Convert Excel Column Number to Column Name in Matlab

I am using Excel 2007 which supports Columns upto 16,384 Columns. I would like to obtain the Column name corresponding Column Number.
Currently, I am using the following code. However this code supports upto 256 Columns. Any idea how to obtain Column Name if the column number is greater than 256.
function loc = xlcolumn(column)
if isnumeric(column)
if column>256
error('Excel is limited to 256 columns!
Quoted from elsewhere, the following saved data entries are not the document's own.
pub mod mocks;
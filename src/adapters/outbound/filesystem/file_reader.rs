use crate::ports::outbound::{SbomInput, SbomReader};
use crate::shared::error::EnrichError;
use crate::shared::security::{validate_input_file, MAX_SBOM_SIZE};
use crate::shared::Result;
use std::fs;
use std::io::{self, Read};
use std::path::Path;

/// FileSystemReader adapter reading the input SBOM from a file or stdin
///
/// Files go through the same safety checks as before any read: no
/// symlinks, regular files only, bounded size. Stdin is capped at the same
/// size.
pub struct FileSystemReader {
    max_size: u64,
}

impl FileSystemReader {
    pub fn new() -> Self {
        Self {
            max_size: MAX_SBOM_SIZE,
        }
    }

    pub fn with_max_size(max_size: u64) -> Self {
        Self { max_size }
    }

    fn read_file(&self, path: &Path) -> Result<Vec<u8>> {
        validate_input_file(path, self.max_size)?;
        let bytes = fs::read(path).map_err(|e| EnrichError::FileReadError {
            path: path.to_path_buf(),
            details: e.to_string(),
        })?;
        Ok(bytes)
    }

    fn read_stdin(&self) -> Result<Vec<u8>> {
        let mut bytes = Vec::new();
        io::stdin()
            .lock()
            .take(self.max_size + 1)
            .read_to_end(&mut bytes)
            .map_err(|e| EnrichError::FileReadError {
                path: "<stdin>".into(),
                details: e.to_string(),
            })?;

        if bytes.len() as u64 > self.max_size {
            return Err(EnrichError::SecurityError {
                path: "<stdin>".into(),
                reason: format!("Input exceeds the maximum of {} bytes", self.max_size),
                hint: "Split the SBOM or enrich a smaller document".to_string(),
            }
            .into());
        }
        Ok(bytes)
    }
}

impl Default for FileSystemReader {
    fn default() -> Self {
        Self::new()
    }
}

impl SbomReader for FileSystemReader {
    fn read_sbom(&self, input: &SbomInput) -> Result<Vec<u8>> {
        match input {
            SbomInput::Path(path) => self.read_file(path),
            SbomInput::Stdin => self.read_stdin(),
        }
    }
}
Enter an integer number <256');
end
letters = {'A','B','C','D','E','F','G','H','I','J','K','L','M','N','O','P','Q','R','S','T','U','V','W','X','Y','Z'};
count = 0;
if column-26<=0
loc = char(letters(column));
else
while column-26>0
count = count + 1;
column = column - 26;
end
loc = [char(letters(count)) char(letters(column))];
end
else
letters = ['A','B','C','D','E','F','G','H','I','J','K','L','M','N','O','P','Q','R','S','T','U','V','W','X','Y','Z'];
if size(column,2)==1
loc =findstr(column,letters);
elseif size(column,2)==2
loc1 =findstr(column(1),letters);
loc2 =findstr(column(2),letters);
loc = (26 + 26*loc1)-(26-loc2);
end
end
Thanks
As a diversion, here is an all function handle example, with (almost) no file-based functions required. This is based on the dec2base function, since Excel column names are (almost) base 26 numbers, with the frustrating difference that there are no "0" characters.
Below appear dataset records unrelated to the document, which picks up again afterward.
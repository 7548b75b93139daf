//! sbom-enricher - Enrich existing SBOMs with remote metadata
//!
//! This library takes a CycloneDX or SPDX 2.x JSON document, finds every
//! component in it, works out which package or repository each one refers to,
//! and fills in descriptions, licenses, references, scores and advisories
//! from public metadata services, following hexagonal architecture.
//!
//! # Architecture
//!
//! The library is organized into the following layers:
//!
//! - **Domain Layer** (`enrichment`): identifiers, discovery, identity resolution and the lookup cache
//! - **Application Layer** (`application`): the orchestrator, use case and stage factory
//! - **Ports** (`ports`): Interface definitions for infrastructure
//! - **Adapters** (`adapters`): codecs, the resilient HTTP client and source adapters
//! - **Shared** (`shared`): Common utilities and error types
//!
//! # Example
//!
//! ```no_run
//! use sbom_enricher::prelude::*;
//! use tokio_util::sync::CancellationToken;
//!
//! # async fn run() -> Result<()> {
//! let cancel = CancellationToken::new();
//!
//! // Build one stage per source
//! let mut factory = SourceFactory::new(SourceSettings::default(), cancel.clone());
//! let stages = factory.create_stages(&[SourceKind::Ecosystems, SourceKind::Osv])?;
//!
//! // Create use case
//! let use_case = EnrichSbomUseCase::new(
//!     FileSystemReader::new(),
//!     JsonSbomCodec::new(),
//!     StderrProgressReporter::new(),
//!     stages,
//! );
//!
//! // Execute
//! let request = EnrichRequest::new(SbomInput::from_arg("bom.cdx.json"));
//! let response = use_case.execute(request, &cancel).await?;
//!
//! StdoutPresenter::new().present(&response.content)?;
//! # Ok(())
//! # }
//! ```

pub mod adapters;
pub mod application;
pub mod enrichment;
pub mod ports;
pub mod shared;

/// Prelude module for convenient imports
pub mod prelude {
    pub use crate::adapters::outbound::codecs::JsonSbomCodec;
    pub use crate::adapters::outbound::console::StderrProgressReporter;
    pub use crate::adapters::outbound::filesystem::{
        FileSystemReader, FileSystemWriter, StdoutPresenter,
    };
    pub use crate::application::dto::{EnrichRequest, EnrichResponse};
    pub use crate::application::factories::{SourceFactory, SourceKind, SourceSettings};
    pub use crate::application::orchestrator::{EnrichmentOrchestrator, EnrichmentStage};
    pub use crate::application::use_cases::EnrichSbomUseCase;
    pub use crate::enrichment::domain::{
        EnrichmentReport, Identifier, IdentifierKind, PackageUrl, SbomComponent, SbomDocument,
        SbomFormat,
    };
    pub use crate::ports::outbound::{
        DocumentCodec, OutputPresenter, ProgressReporter, SbomInput, SbomReader, SourceAdapter,
    };
    pub use crate::shared::Result;
}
Note: this is probably a terrible idea overall, but it works. Better solutions are probably found elsewhere in the file exchange.
First, the one file based function that I couldn't get around, to perform arbitrary depth function composition.
function result = compose( fnHandles )
%COMPOSE Compose a set of functions
% COMPOSE({fnHandles}) returns a function handle consisting of the
% composition of the cell array of input function handles.
%
% For example, if F, G, and H are function handles with one input and
% one output, then:
% FNCOMPOSED = COMPOSE({F,G,H});
% y = FNCOMPOSED(x);
% is equivalent to
% y = F(G(H(x)));
if isempty(fnHandles)
result = #(x)x;
elseif length(fnHandles)==1
result = fnHandles{1};
else
fnOuter = fnHandles{1};
fnRemainder = compose(fnHandles(2:end));
result = #(x)fnOuter(fnRemainder(x));
end
Then, the bizarre, contrived path to convert base26 values into the correct string
%Functions leading to "getNumeric", which creates a numeric, base26 array
remapUpper = #(rawBase)(rawBase + (rawBase>='A')*(-55)); %Map the letters 'A-P' to [10:26]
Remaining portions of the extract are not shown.